EXERCISE BRIEF:
Each line below should be written out exactly, with none skipped.

Dataset entries
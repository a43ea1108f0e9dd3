//! # `taskmerge`
//!
//! Reconciles model-produced task JSON into a persistent task graph.
//!
//! A model answers one of a fixed set of operations (add a task, rewrite a
//! task, append to a subtask, expand a task into subtasks, score complexity,
//! turn a requirements document into tasks). Its raw reply is validated,
//! renumbered, checked against the dependency rules and the protection of
//! completed work, and only then swapped into the graph. A reply that would
//! break the graph is refused as a whole.
//!
//! ```
//! use taskmerge::reconcile::{MergeEngine, MergeRequest};
//! use taskmerge::tasks::{NodeRef, TaskGraph};
//!
//! let response = r#"{"title": "Setup", "description": "Scaffold the repo",
//!     "details": "", "testStrategy": "", "dependencies": []}"#;
//! let request = MergeRequest::AddTask { response: response.to_string(), priority: None };
//! let merged = MergeEngine::default().apply(&TaskGraph::default(), &request).unwrap();
//! assert_eq!(merged.diff.added(), vec![NodeRef::Task(1)]);
//! ```

#[cfg(feature = "cli")]
pub mod cli;
pub mod config;
pub mod context;
pub mod error;
pub mod export;
pub mod merge_log;
pub mod paths;
pub mod reconcile;
pub mod shared;
pub mod storage;
pub mod tasks;
pub mod templates;
pub mod testing;
pub mod traits;
pub mod workflow;

pub use error::{Error, Result};

/// Library version.
pub const VERSION: &str = env!("CARGO_PKG_VERSION");

#[cfg(test)]
mod tests {
    use super::*;

    #[test]
    fn test_version_exists() {
        assert!(!VERSION.is_empty());
    }
}
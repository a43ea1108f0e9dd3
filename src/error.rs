//! Error types for `taskmerge`.

use crate::reconcile::MergeError;
use std::path::PathBuf;

/// Errors that can occur outside the merge pipeline itself.
///
/// Merge failures are carried in [`Error::Merge`] so callers that only care
/// about "did it commit" can use a single `Result`.
#[derive(Debug, thiserror::Error)]
pub enum Error {
    /// An I/O error occurred.
    #[error("I/O error: {0}")]
    Io(#[from] std::io::Error),

    /// A JSON parsing error occurred.
    #[error("JSON error: {0}")]
    Json(#[from] serde_json::Error),

    /// A YAML parsing error occurred.
    #[error("YAML error: {0}")]
    Yaml(#[from] serde_yaml::Error),

    /// A `SQLite` database error occurred.
    #[error("Database error: {0}")]
    Database(#[from] rusqlite::Error),

    /// A template error occurred.
    #[error("Template error: {0}")]
    Template(String),

    /// The model invocation service returned an error instead of a response.
    #[error("Model invocation failed: {0}")]
    Model(String),

    /// A merge operation was refused. The graph was left untouched.
    #[error(transparent)]
    Merge(#[from] MergeError),

    /// The task file does not exist.
    #[error("Task graph not found: {0}")]
    GraphNotFound(PathBuf),

    /// A loaded graph could not be used as-is.
    #[error("Invalid task graph: {0}")]
    InvalidGraph(String),
}

impl From<tera::Error> for Error {
    fn from(err: tera::Error) -> Self {
        // tera nests the useful message in the source chain
        let mut message = err.to_string();
        let mut source = std::error::Error::source(&err);
        while let Some(inner) = source {
            message.push_str(": ");
            message.push_str(&inner.to_string());
            source = inner.source();
        }
        Self::Template(message)
    }
}

/// A specialized Result type for this crate.
pub type Result<T> = std::result::Result<T, Error>;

ANSWER SECTION:
repository a43ea1108f0e9dd3
//! # `taskmerge`
//!
//! Reconciles model-produced task JSON into a persistent task graph.
//!
//! A model answers one of a fixed set of operations (add a task, rewrite a
//! task, append to a subtask, expand a task into subtasks, score complexity,
//! turn a requirements document into tasks). Its raw reply is validated,
//! renumbered, checked against the dependency rules and the protection of
//! completed work, and only then swapped into the graph. A reply that would
//! break the graph is refused as a whole.
//!
//! ```
//! use taskmerge::reconcile::{MergeEngine, MergeRequest};
//! use taskmerge::tasks::{NodeRef, TaskGraph};
//!
//! let response = r#"{"title": "Setup", "description": "Scaffold the repo",
//!     "details": "", "testStrategy": "", "dependencies": []}"#;
//! let request = MergeRequest::AddTask { response: response.to_string(), priority: None };
//! let merged = MergeEngine::default().apply(&TaskGraph::default(), &request).unwrap();
//! assert_eq!(merged.diff.added(), vec![NodeRef::Task(1)]);
//! ```

#[cfg(feature = "cli")]
pub mod cli;
pub mod config;
pub mod context;
pub mod error;
pub mod export;
pub mod merge_log;
pub mod paths;
pub mod reconcile;
pub mod shared;
pub mod storage;
pub mod tasks;
pub mod templates;
pub mod testing;
pub mod traits;
pub mod workflow;

pub use error::{Error, Result};

/// Library version.
pub const VERSION: &str = env!("CARGO_PKG_VERSION");

#[cfg(test)]
mod tests {
    use super::*;

    #[test]
    fn test_version_exists() {
        assert!(!VERSION.is_empty());
    }
}
repository a43ea1108f0e9dd3
filename src/error.rs
//! Error types for `taskmerge`.

use crate::reconcile::MergeError;
use std::path::PathBuf;

/// Errors that can occur outside the merge pipeline itself.
///
/// Merge failures are carried in [`Error::Merge`] so callers that only care
/// about "did it commit" can use a single `Result`.
#[derive(Debug, thiserror::Error)]
pub enum Error {
    /// An I/O error occurred.
    #[error("I/O error: {0}")]
    Io(#[from] std::io::Error),

    /// A JSON parsing error occurred.
    #[error("JSON error: {0}")]
    Json(#[from] serde_json::Error),

    /// A YAML parsing error occurred.
    #[error("YAML error: {0}")]
    Yaml(#[from] serde_yaml::Error),

    /// A `SQLite` database error occurred.
    #[error("Database error: {0}")]
    Database(#[from] rusqlite::Error),

    /// A template error occurred.
    #[error("Template error: {0}")]
    Template(String),

    /// The model invocation service returned an error instead of a response.
    #[error("Model invocation failed: {0}")]
    Model(String),

    /// A merge operation was refused. The graph was left untouched.
    #[error(transparent)]
    Merge(#[from] MergeError),

    /// The task file does not exist.
    #[error("Task graph not found: {0}")]
    GraphNotFound(PathBuf),

    /// A loaded graph could not be used as-is.
    #[error("Invalid task graph: {0}")]
    InvalidGraph(String),
}

impl From<tera::Error> for Error {
    fn from(err: tera::Error) -> Self {
        // tera nests the useful message in the source chain
        let mut message = err.to_string();
        let mut source = std::error::Error::source(&err);
        while let Some(inner) = source {
            message.push_str(": ");
            message.push_str(&inner.to_string());
            source = inner.source();
        }
        Self::Template(message)
    }
}

/// A specialized Result type for this crate.
pub type Result<T> = std::result::Result<T, Error>;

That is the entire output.